To conclude, I will leave you with a question – have things changed for the better or for worse? That, only time itself can reveal; but it is essential to reflect from the perspective of the teacher who is most often overlooked, but whose social and emotional well-being is as important as the students’; because you cannot ‘pour from an empty cup’. As far as the education industry is concerned, I think Oprah Winfrey sums it up beautifully in her quote, “One of the hardest things in life to learn are which bridges to cross and which bridges to burn.” I hope we, as Covid-19 survivors, can discern which bridges to cross and which bridges to burn.

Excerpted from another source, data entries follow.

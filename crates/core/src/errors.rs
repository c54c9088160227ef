use thiserror::Error;

use crate::config::ConfigError;
use crate::rates::TableError;
use crate::recap::RenderError;

#[derive(Clone, Debug, Error, PartialEq, Eq)]
pub enum DomainError {
    #[error("message text must not be empty")]
    EmptyMessage,
    #[error("session identifier `{0}` is not valid")]
    InvalidSessionId(String),
}

#[derive(Clone, Debug, Error, PartialEq, Eq)]
pub enum ApplicationError {
    #[error(transparent)]
    Domain(#[from] DomainError),
    #[error("rate tables unavailable: {0}")]
    RateTables(String),
    #[error("export rendering failed: {0}")]
    Render(String),
    #[error("`{0}` was not found")]
    NotFound(String),
    #[error("configuration failure: {0}")]
    Configuration(String),
}

#[derive(Clone, Debug, Error, PartialEq, Eq)]
pub enum InterfaceError {
    #[error("bad request: {message}")]
    BadRequest { message: String, correlation_id: String },
    #[error("not found: {message}")]
    NotFound { message: String, correlation_id: String },
    #[error("service unavailable: {message}")]
    ServiceUnavailable { message: String, correlation_id: String },
    #[error("internal error: {message}")]
    Internal { message: String, correlation_id: String },
}

impl InterfaceError {
    pub fn user_message(&self) -> &'static str {
        match self {
            Self::BadRequest { .. } => {
                "The request could not be processed. Check inputs and try again."
            }
            Self::NotFound { .. } => "The requested resource does not exist or has expired.",
            Self::ServiceUnavailable { .. } => {
                "The service is temporarily unavailable. Please retry shortly."
            }
            Self::Internal { .. } => "An unexpected internal error occurred.",
        }
    }

    pub fn correlation_id(&self) -> &str {
        match self {
            Self::BadRequest { correlation_id, .. }
            | Self::NotFound { correlation_id, .. }
            | Self::ServiceUnavailable { correlation_id, .. }
            | Self::Internal { correlation_id, .. } => correlation_id,
        }
    }
}

impl ApplicationError {
    pub fn into_interface(self, correlation_id: impl Into<String>) -> InterfaceError {
        let correlation_id = correlation_id.into();
        let mut mapped = InterfaceError::from(self);
        match &mut mapped {
            InterfaceError::BadRequest { correlation_id: id, .. }
            | InterfaceError::NotFound { correlation_id: id, .. }
            | InterfaceError::ServiceUnavailable { correlation_id: id, .. }
            | InterfaceError::Internal { correlation_id: id, .. } => *id = correlation_id,
        }
        mapped
    }
}

impl From<TableError> for ApplicationError {
    fn from(value: TableError) -> Self {
        Self::RateTables(value.to_string())
    }
}

impl From<ConfigError> for ApplicationError {
    fn from(value: ConfigError) -> Self {
        Self::Configuration(value.to_string())
    }
}

impl From<RenderError> for ApplicationError {
    fn from(value: RenderError) -> Self {
        Self::Render(value.to_string())
    }
}

impl From<ApplicationError> for InterfaceError {
    fn from(value: ApplicationError) -> Self {
        let correlation_id = "unassigned".to_owned();
        match value {
            ApplicationError::Domain(error) => {
                Self::BadRequest { message: error.to_string(), correlation_id }
            }
            ApplicationError::NotFound(message) => Self::NotFound { message, correlation_id },
            ApplicationError::RateTables(message) => {
                Self::ServiceUnavailable { message, correlation_id }
            }
            ApplicationError::Render(message) | ApplicationError::Configuration(message) => {
                Self::Internal { message, correlation_id }
            }
        }
    }
}
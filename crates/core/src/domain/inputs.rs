//! Validated input values collected during a quote conversation.

use rust_decimal::Decimal;
use serde::{Deserialize, Serialize};

#[derive(Clone, Copy, Debug, PartialEq, Eq, Serialize, Deserialize)]
pub struct BirthInfo {
    pub birth_year: i32,
    pub age: u32,
}

/// Education quotes run in one of two modes: the user fixes the annuity and we
/// compute the contribution, or the other way around.
#[derive(Clone, Copy, Debug, PartialEq, Eq, Serialize, Deserialize)]
#[serde(rename_all = "snake_case")]
pub enum ContributionMode {
    PrestationDefined,
    ContributionDefined,
}

impl ContributionMode {
    pub fn label(&self) -> &'static str {
        match self {
            Self::PrestationDefined => "Prestation définie",
            Self::ContributionDefined => "Cotisation définie",
        }
    }
}

#[derive(Clone, Copy, Debug, PartialEq, Eq, Hash, PartialOrd, Ord, Serialize, Deserialize)]
#[serde(rename_all = "snake_case")]
pub enum Periodicity {
    Monthly,
    Annual,
    Single,
}

impl Periodicity {
    pub fn code(&self) -> &'static str {
        match self {
            Self::Monthly => "M",
            Self::Annual => "A",
            Self::Single => "U",
        }
    }

    pub fn label(&self) -> &'static str {
        match self {
            Self::Monthly => "mensuelle",
            Self::Annual => "annuelle",
            Self::Single => "unique",
        }
    }

    pub fn from_code(value: &str) -> Option<Self> {
        match value.trim().to_ascii_uppercase().as_str() {
            "M" | "MENSUELLE" => Some(Self::Monthly),
            "A" | "ANNUELLE" => Some(Self::Annual),
            "U" | "UNIQUE" => Some(Self::Single),
            _ => None,
        }
    }
}

/// Burial-capital tier 1..=5, each worth one million.
#[derive(Clone, Copy, Debug, PartialEq, Eq, Hash, PartialOrd, Ord, Serialize, Deserialize)]
pub struct CapitalTier(u8);

impl CapitalTier {
    pub const MIN: u8 = 1;
    pub const MAX: u8 = 5;
    const UNIT: u64 = 1_000_000;

    pub fn new(choice: u8) -> Option<Self> {
        (Self::MIN..=Self::MAX).contains(&choice).then_some(Self(choice))
    }

    pub fn from_amount(amount: u64) -> Option<Self> {
        if amount % Self::UNIT != 0 {
            return None;
        }
        u8::try_from(amount / Self::UNIT).ok().and_then(Self::new)
    }

    pub fn choice(&self) -> u8 {
        self.0
    }

    pub fn amount(&self) -> u64 {
        u64::from(self.0) * Self::UNIT
    }

    pub fn all() -> impl Iterator<Item = CapitalTier> {
        (Self::MIN..=Self::MAX).map(Self)
    }
}

#[derive(Clone, Copy, Debug, PartialEq, Eq, Hash, PartialOrd, Ord, Serialize, Deserialize)]
pub enum EndowmentTier {
    A,
    B,
    C,
    D,
    E,
    F,
    G,
    H,
}

impl EndowmentTier {
    pub fn from_letter(value: &str) -> Option<Self> {
        match value.trim().to_ascii_uppercase().as_str() {
            "A" => Some(Self::A),
            "B" => Some(Self::B),
            "C" => Some(Self::C),
            "D" => Some(Self::D),
            "E" => Some(Self::E),
            "F" => Some(Self::F),
            "G" => Some(Self::G),
            "H" => Some(Self::H),
            _ => None,
        }
    }

    pub fn letter(&self) -> &'static str {
        match self {
            Self::A => "A",
            Self::B => "B",
            Self::C => "C",
            Self::D => "D",
            Self::E => "E",
            Self::F => "F",
            Self::G => "G",
            Self::H => "H",
        }
    }

    /// Tier H has no grille row: the user types the monthly amount.
    pub fn is_free_entry(&self) -> bool {
        matches!(self, Self::H)
    }
}

/// A monetary amount typed by the user, already checked to be non-negative.
#[derive(Clone, Copy, Debug, PartialEq, Eq, Serialize, Deserialize)]
pub struct Amount(Decimal);

impl Amount {
    pub fn new(value: Decimal) -> Option<Self> {
        (!value.is_sign_negative() || value.is_zero()).then_some(Self(value))
    }

    pub fn value(&self) -> Decimal {
        self.0
    }
}

#[cfg(test)]
mod tests {
    use rust_decimal::Decimal;

    use super::{Amount, CapitalTier, EndowmentTier, Periodicity};

    #[test]
    fn capital_tier_maps_choice_to_millions() {
        let tier = CapitalTier::new(3).expect("tier 3 exists");
        assert_eq!(tier.amount(), 3_000_000);
        assert_eq!(CapitalTier::from_amount(3_000_000), Some(tier));
        assert_eq!(CapitalTier::new(0), None);
        assert_eq!(CapitalTier::new(6), None);
        assert_eq!(CapitalTier::from_amount(2_500_000), None);
    }

    #[test]
    fn periodicity_codes_are_case_insensitive() {
        assert_eq!(Periodicity::from_code(" m "), Some(Periodicity::Monthly));
        assert_eq!(Periodicity::from_code("Annuelle"), Some(Periodicity::Annual));
        assert_eq!(Periodicity::from_code("u"), Some(Periodicity::Single));
        assert_eq!(Periodicity::from_code("x"), None);
    }

    #[test]
    fn only_tier_h_is_free_entry() {
        assert!(EndowmentTier::from_letter("h").is_some_and(|tier| tier.is_free_entry()));
        assert!(!EndowmentTier::C.is_free_entry());
        assert_eq!(EndowmentTier::from_letter("I"), None);
    }

    #[test]
    fn amount_rejects_negative_values() {
        assert!(Amount::new(Decimal::new(-1, 0)).is_none());
        assert!(Amount::new(Decimal::ZERO).is_some());
    }
}
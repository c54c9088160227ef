use serde::{Deserialize, Serialize};

use rust_decimal::Decimal;

use crate::domain::inputs::{BirthInfo, ContributionMode, EndowmentTier, Periodicity};
use crate::domain::product::Product;
use crate::recap::RecapRecord;

/// Where a session currently stands. Each product step carries exactly the
/// fields validated so far, so a step can never read a field it has not
/// collected.
#[derive(Clone, Debug, PartialEq, Eq, Default, Serialize, Deserialize)]
#[serde(tag = "state", content = "step", rename_all = "snake_case")]
pub enum SessionState {
    #[default]
    ProductSelection,
    Education(EducationStep),
    BurialCapital(BurialStep),
    Endowment(EndowmentStep),
    Borrower(BorrowerStep),
    ExportConfirmation(RecapRecord),
}

impl SessionState {
    pub fn kind(&self) -> StepKind {
        match self {
            Self::ProductSelection => StepKind::ProductSelection,
            Self::Education(step) => step.kind(),
            Self::BurialCapital(step) => step.kind(),
            Self::Endowment(step) => step.kind(),
            Self::Borrower(step) => step.kind(),
            Self::ExportConfirmation(_) => StepKind::ExportConfirmation,
        }
    }

    pub fn product(&self) -> Option<Product> {
        match self {
            Self::ProductSelection => None,
            Self::Education(_) => Some(Product::Education),
            Self::BurialCapital(_) => Some(Product::BurialCapital),
            Self::Endowment(_) => Some(Product::Endowment),
            Self::Borrower(_) => Some(Product::Borrower),
            Self::ExportConfirmation(recap) => Some(recap.product),
        }
    }
}

#[derive(Clone, Copy, Debug, PartialEq, Eq, Hash, Serialize, Deserialize)]
#[serde(rename_all = "snake_case")]
pub enum StepKind {
    ProductSelection,
    ContributionType,
    BirthYear,
    Duration,
    AnnuityCount,
    Amount,
    Periodicity,
    CapitalTier,
    EndowmentTier,
    LoanDuration,
    Principal,
    ExportConfirmation,
}

#[derive(Clone, Debug, PartialEq, Eq, Serialize, Deserialize)]
#[serde(tag = "step", rename_all = "snake_case")]
pub enum EducationStep {
    ContributionType,
    BirthYear { mode: ContributionMode },
    Duration { mode: ContributionMode, birth: BirthInfo },
    AnnuityCount { mode: ContributionMode, birth: BirthInfo, duration: u8 },
    Amount { mode: ContributionMode, birth: BirthInfo, duration: u8, annuities: u8 },
}

impl EducationStep {
    pub const ORDER: &'static [StepKind] = &[
        StepKind::ContributionType,
        StepKind::BirthYear,
        StepKind::Duration,
        StepKind::AnnuityCount,
        StepKind::Amount,
    ];

    pub fn kind(&self) -> StepKind {
        match self {
            Self::ContributionType => StepKind::ContributionType,
            Self::BirthYear { .. } => StepKind::BirthYear,
            Self::Duration { .. } => StepKind::Duration,
            Self::AnnuityCount { .. } => StepKind::AnnuityCount,
            Self::Amount { .. } => StepKind::Amount,
        }
    }
}

#[derive(Clone, Debug, PartialEq, Eq, Serialize, Deserialize)]
#[serde(tag = "step", rename_all = "snake_case")]
pub enum BurialStep {
    BirthYear,
    Periodicity { birth: BirthInfo },
    CapitalTier { birth: BirthInfo, periodicity: Periodicity },
}

impl BurialStep {
    pub const ORDER: &'static [StepKind] =
        &[StepKind::BirthYear, StepKind::Periodicity, StepKind::CapitalTier];

    pub fn kind(&self) -> StepKind {
        match self {
            Self::BirthYear => StepKind::BirthYear,
            Self::Periodicity { .. } => StepKind::Periodicity,
            Self::CapitalTier { .. } => StepKind::CapitalTier,
        }
    }
}

#[derive(Clone, Debug, PartialEq, Eq, Serialize, Deserialize)]
#[serde(tag = "step", rename_all = "snake_case")]
pub enum EndowmentStep {
    Tier,
    Duration { tier: EndowmentTier },
    /// Only reached for tier H.
    FreeEntryAmount { duration: u8, participation_rate: Decimal },
}

impl EndowmentStep {
    pub const ORDER: &'static [StepKind] =
        &[StepKind::EndowmentTier, StepKind::Duration, StepKind::Amount];

    pub fn kind(&self) -> StepKind {
        match self {
            Self::Tier => StepKind::EndowmentTier,
            Self::Duration { .. } => StepKind::Duration,
            Self::FreeEntryAmount { .. } => StepKind::Amount,
        }
    }
}

#[derive(Clone, Debug, PartialEq, Eq, Serialize, Deserialize)]
#[serde(tag = "step", rename_all = "snake_case")]
pub enum BorrowerStep {
    BirthYear,
    Duration { birth: BirthInfo },
    Principal { birth: BirthInfo, duration_months: u32 },
}

impl BorrowerStep {
    pub const ORDER: &'static [StepKind] =
        &[StepKind::BirthYear, StepKind::LoanDuration, StepKind::Principal];

    pub fn kind(&self) -> StepKind {
        match self {
            Self::BirthYear => StepKind::BirthYear,
            Self::Duration { .. } => StepKind::LoanDuration,
            Self::Principal { .. } => StepKind::Principal,
        }
    }
}

/// One active conversation.
#[derive(Clone, Debug, PartialEq, Eq, Serialize, Deserialize)]
pub struct Session {
    pub id: String,
    pub state: SessionState,
    pub turns: u64,
}

impl Session {
    pub fn new(id: impl Into<String>) -> Self {
        Self { id: id.into(), state: SessionState::ProductSelection, turns: 0 }
    }

    /// Drops every collected field and any pending recap.
    pub fn reset(&mut self) {
        self.state = SessionState::ProductSelection;
    }

    pub fn is_at_root(&self) -> bool {
        self.state == SessionState::ProductSelection
    }

    /// Puts a recap back in front of the user, e.g. after a failed render.
    /// Ignored unless the session is still at an empty root.
    pub fn rearm_export(&mut self, recap: RecapRecord) -> bool {
        if !self.is_at_root() {
            return false;
        }
        self.state = SessionState::ExportConfirmation(recap);
        true
    }

    pub fn pending_recap(&self) -> Option<&RecapRecord> {
        match &self.state {
            SessionState::ExportConfirmation(recap) => Some(recap),
            _ => None,
        }
    }
}

#[cfg(test)]
mod tests {
    use super::{BurialStep, EducationStep, Session, SessionState, StepKind};
    use crate::recap::RecapRecord;
    use crate::domain::inputs::{BirthInfo, ContributionMode};
    use crate::domain::product::Product;

    #[test]
    fn reset_returns_to_an_empty_root() {
        let mut session = Session::new("s-1");
        session.state = SessionState::Education(EducationStep::Duration {
            mode: ContributionMode::PrestationDefined,
            birth: BirthInfo { birth_year: 1985, age: 40 },
        });
        assert!(!session.is_at_root());

        session.reset();
        assert!(session.is_at_root());
        assert_eq!(session.state, SessionState::default());
        assert!(session.pending_recap().is_none());
    }

    #[test]
    fn state_reports_step_kind_and_product() {
        let state = SessionState::BurialCapital(BurialStep::Periodicity {
            birth: BirthInfo { birth_year: 1985, age: 40 },
        });
        assert_eq!(state.kind(), StepKind::Periodicity);
        assert_eq!(state.product(), Some(Product::BurialCapital));
        assert_eq!(SessionState::ProductSelection.product(), None);
    }

    #[test]
    fn export_is_rearmed_only_from_an_empty_root() {
        let recap = RecapRecord {
            product: Product::Endowment,
            product_name: "FER+".to_owned(),
            inputs: Vec::new(),
            results: Vec::new(),
        };
        let mut session = Session::new("s-2");
        assert!(session.rearm_export(recap.clone()));
        assert_eq!(session.pending_recap(), Some(&recap));

        assert!(!session.rearm_export(recap.clone()));
        session.state = SessionState::BurialCapital(BurialStep::BirthYear);
        assert!(!session.rearm_export(recap));
        assert!(session.pending_recap().is_none());
    }
}
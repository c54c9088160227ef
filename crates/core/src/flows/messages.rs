//! User-facing wording for prompts, results and terminations.

use crate::domain::inputs::{CapitalTier, ContributionMode};
use crate::domain::product::Product;
use crate::formatting::grouped;
use crate::pricing::{BorrowerQuote, BurialQuote, EducationQuote, EndowmentQuote, Quotation};
use crate::rates::{AgeRange, EndowmentTables};
use crate::validation::FREE_ENTRY_THRESHOLD;

pub const WELCOME: &str = "Bonjour !\n\n\
    Vous souhaitez faire une cotation de :\n\
    1- Assur'Education\n2- IBEKELIA\n3- FER+\n\
    4- Autre produit\n5- Emprunteur\n6- Sélection Médical\n\n\
    Répondez par 1, 2, 3, 4, 5 ou 6.";
pub const CANCELLED: &str = "Opération annulée. Tapez /start pour recommencer.";
pub const UNDER_CONSTRUCTION: &str = "Parcours en construction…";
pub const MEDICAL_SELECTION: &str =
    "Parcours SÉLECTION MÉDICAL :\nModule en cours de développement…";

pub const EDUCATION_START: &str = "Parcours Assur'Education :\n\
    1- Prestation définie ?\n\
    2- Cotisation définie ?\n\n\
    Répondez 1 ou 2.";
pub const BURIAL_START: &str = "Parcours IBEKELIA :\nEntrez votre année de naissance (AAAA) :";
pub const BORROWER_START: &str = "Parcours EMPRUNTEUR :\nEntrez votre année de naissance (AAAA) :";

pub const ASK_BIRTH_YEAR: &str = "Entrez votre année de naissance (AAAA) :";
pub const ASK_EDUCATION_DURATION: &str = "Entrez la durée de cotisation (5 à 20) :";
pub const ASK_ANNUITY_COUNT: &str = "Entrez le nombre de rentes (1 à 7) :";
pub const ASK_PERIODICITY: &str = "Entrez la périodicité de cotisation !\n\
    M - pour mensuelle\n\
    A - pour annuelle\n\
    U - pour unique";
pub const ASK_ENDOWMENT_DURATION: &str = "Entrez la durée de cotisation (en années, 1 à 47) :";
pub const ASK_LOAN_DURATION: &str = "Entrez la durée du prêt (en mois, ex: 12, 24, 360) :";
pub const ASK_PRINCIPAL: &str = "Entrez le capital emprunté (ex: 5000000) :";

pub const ASK_EXPORT: &str =
    "Souhaitez-vous exporter le récapitulatif de cette cotation ? (oui/non)";
pub const EXPORT_ACCEPTED: &str =
    "Votre récapitulatif est prêt. Tapez /start pour une nouvelle cotation.";
pub const EXPORT_DECLINED: &str =
    "Récapitulatif non exporté. Tapez /start pour une nouvelle cotation.";
pub const EXPORT_FAILED: &str = "L'export du récapitulatif a échoué. \
    Répondez oui pour réessayer ou non pour abandonner.";

pub const EDUCATION_NO_RATE: &str =
    "Désolé, aucun taux trouvé pour vos paramètres (ou taux nul). Recommencez avec /start.";
pub const BURIAL_NO_PREMIUM: &str =
    "Désolé, aucun tarif trouvé pour vos paramètres. Vérifiez la périodicité et l'âge.";
pub const ENDOWMENT_NO_GRILLE: &str =
    "Désolé, aucune grille trouvée pour ce choix. Recommencez avec /start.";
pub const BORROWER_NO_RATE: &str = "Désolé, aucun taux trouvé pour vos paramètres. \
    Veuillez contacter un conseiller pour la prise en charge de votre requête.";
pub const AMOUNT_TOO_LARGE: &str =
    "Le calcul dépasse les limites autorisées pour ce montant. Entrez un montant plus faible.";
pub const ENDOWMENT_UNPRICEABLE: &str =
    "Désolé, le calcul n'a pas pu aboutir pour ce choix. Recommencez avec /start.";
pub const BORROWER_ZERO_PREMIUM: &str =
    "Veuillez contacter un conseiller pour la prise en charge de votre requête.";

pub fn ask_capital_tier() -> String {
    let lines = CapitalTier::all()
        .map(|tier| format!("{}- {}", tier.choice(), grouped(tier.amount().into(), 0)));
    std::iter::once("Entrez le capital d'assistance obsèques souhaité !".to_owned())
        .chain(lines)
        .collect::<Vec<_>>()
        .join("\n")
}

/// Tier menu built from the grille actually loaded.
pub fn endowment_start(tables: &EndowmentTables) -> String {
    let mut out = String::from("Parcours FER+ :\n\nChoisissez votre capacité d'épargne :\n\n");
    for tier in tables.offered_tiers() {
        match tables.grille_row(tier) {
            Some(row) => out.push_str(&format!(
                "{} - {} (épargne) - {} (décès) - {} (total) - CapDéc {}\n",
                tier.letter(),
                grouped(row.savings_contribution, 0),
                grouped(row.death_contribution, 0),
                grouped(row.total_contribution, 0),
                grouped(row.death_capital, 0),
            )),
            None => out.push_str(&format!(
                "{} - Je peux cotiser plus de {} par mois (saisie libre)\n",
                tier.letter(),
                grouped(FREE_ENTRY_THRESHOLD.into(), 0),
            )),
        }
    }
    let letters = tables.offered_tiers().iter().map(|tier| tier.letter()).collect::<Vec<_>>();
    out.push_str(&format!("\nRépondez par {}.", letters.join(", ")));
    out
}

pub fn ask_free_entry_amount() -> String {
    format!(
        "Vous avez choisi H (cotisation libre > {FREE_ENTRY_THRESHOLD}). \
         Entrez votre cotisation mensuelle (doit être supérieure à {FREE_ENTRY_THRESHOLD}) :"
    )
}

pub fn ask_education_amount(mode: ContributionMode) -> &'static str {
    match mode {
        ContributionMode::PrestationDefined => "Entrez le montant de la rente annuelle :",
        ContributionMode::ContributionDefined => "Entrez la cotisation mensuelle :",
    }
}

pub fn age_out_of_range(product: Product, age: u32, range: AgeRange) -> String {
    format!(
        "Âge hors grille (âge calculé = {age}). Les âges disponibles pour {} vont de {} à {}.\n\
         Entrez une autre année de naissance ou /cancel.",
        product.display_name(),
        range.min,
        range.max
    )
}

pub fn borrower_age_out_of_range(age: u32) -> String {
    format!(
        "Âge hors grille pour Emprunteur (âge calculé = {age}).\n\
         Veuillez contacter un conseiller ou recommencer avec /start."
    )
}

pub fn borrower_duration_missing(months: u32) -> String {
    format!(
        "Aucun taux trouvé pour une durée de {months} mois. \
         Vérifiez la durée ou contactez un conseiller."
    )
}

pub fn education_duration_missing(duration: u8) -> String {
    format!(
        "Aucune colonne de durée {duration} trouvée dans la grille. Choisissez une autre durée."
    )
}

pub fn annuity_count_missing(age: u32, requested: u8, available: &[u8]) -> String {
    if available.is_empty() {
        return format!(
            "Aucun tarif trouvé pour l'âge {age}. Revenez au début avec /start ou /cancel."
        );
    }
    let counts = available.iter().map(u8::to_string).collect::<Vec<_>>().join(", ");
    format!(
        "Aucun tarif exact pour {age}-{requested}. \
         Les nombres de rentes disponibles pour l'âge {age} sont : [{counts}].\n\
         Entrez un autre nombre de rentes (ou /cancel)."
    )
}

pub fn participation_rate_missing(duration: u8) -> String {
    format!("Aucun taux trouvé pour la durée {duration}. Vérifiez la durée.")
}

pub fn no_tables_for(product: Product) -> String {
    format!("Aucun tarif disponible pour {}. Recommencez avec /start.", product.display_name())
}

pub fn quotation_result(quotation: &Quotation) -> String {
    match quotation {
        Quotation::Education(quote) => education_result(quote),
        Quotation::BurialCapital(quote) => burial_result(quote),
        Quotation::Endowment(quote) => endowment_result(quote),
        Quotation::Borrower(quote) => borrower_result(quote),
    }
}

fn education_result(quote: &EducationQuote) -> String {
    match quote.mode {
        ContributionMode::PrestationDefined => format!(
            "✅ Votre bénéficiaire pourra jouir d'une rente annuelle de : {}\n\
             pendant {} années contre une cotisation mensuelle de {}.",
            grouped(quote.annual_annuity, 2),
            quote.annuities,
            grouped(quote.monthly_contribution, 2),
        ),
        ContributionMode::ContributionDefined => format!(
            "✅ Avec une cotisation mensuelle de {},\n\
             votre bénéficiaire pourra bénéficier d'une rente annuelle de : {}\n\
             pendant {} années.",
            grouped(quote.monthly_contribution, 2),
            grouped(quote.annual_annuity, 2),
            quote.annuities,
        ),
    }
}

fn burial_result(quote: &BurialQuote) -> String {
    format!(
        "✅ Pour une cotisation {} de {},\n\
         vous garantissez à vos proches un capital de {}.\n\
         Vous les libérez ainsi des soucis financiers et organisationnels liés à vos obsèques, \
         en toute sérénité.",
        quote.periodicity.label(),
        grouped(quote.premium, 2),
        grouped(quote.tier.amount().into(), 0),
    )
}

fn endowment_result(quote: &EndowmentQuote) -> String {
    format!(
        "✅ Pour une cotisation mensuelle de {} dont {} de prime épargne \
         et {} de prime décès pendant {} ans, il est garanti :\n\n\
         - un capital acquis de {} en cas de vie au terme du contrat ;\n\
         - un capital décès de {} + la valeur de l'épargne constituée en cas de décès avant terme.",
        grouped(quote.total_contribution, 0),
        grouped(quote.savings_contribution, 0),
        grouped(quote.death_contribution, 0),
        quote.duration,
        grouped(quote.acquired_capital, 2),
        grouped(quote.death_capital, 0),
    )
}

fn borrower_result(quote: &BorrowerQuote) -> String {
    format!("✅ La prime unique est de : {} Fcfa.", grouped(quote.premium, 2))
}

Anvita Zutshi is an experienced language teacher, author, TEDx Youth organizer, teacher-trainer, and above all, a passionate educationist. Anvita began her professional life as a classroom teacher in one of the highly reputed schools in India. Her fascination with how students construct their understanding and her interest in the way questions and big ideas could drive curriculum led to an exploration of integrative and inquiry-based methodologies. This passion has become a career-long focus for teaching and writing. The methodologies in which Anvita specializes are now central to curriculum framework and assessment strategies, including the International Baccalaureate. Having facilitated many workshops for young teachers, enabling them to develop curriculum and programs effectively, and improve their teaching and pedagogical practices, she believes that continued involvement in classroom teaching is critical to further success and understanding; and her personal approach is refreshingly practical, inclusive and always connected to the real work of teaching.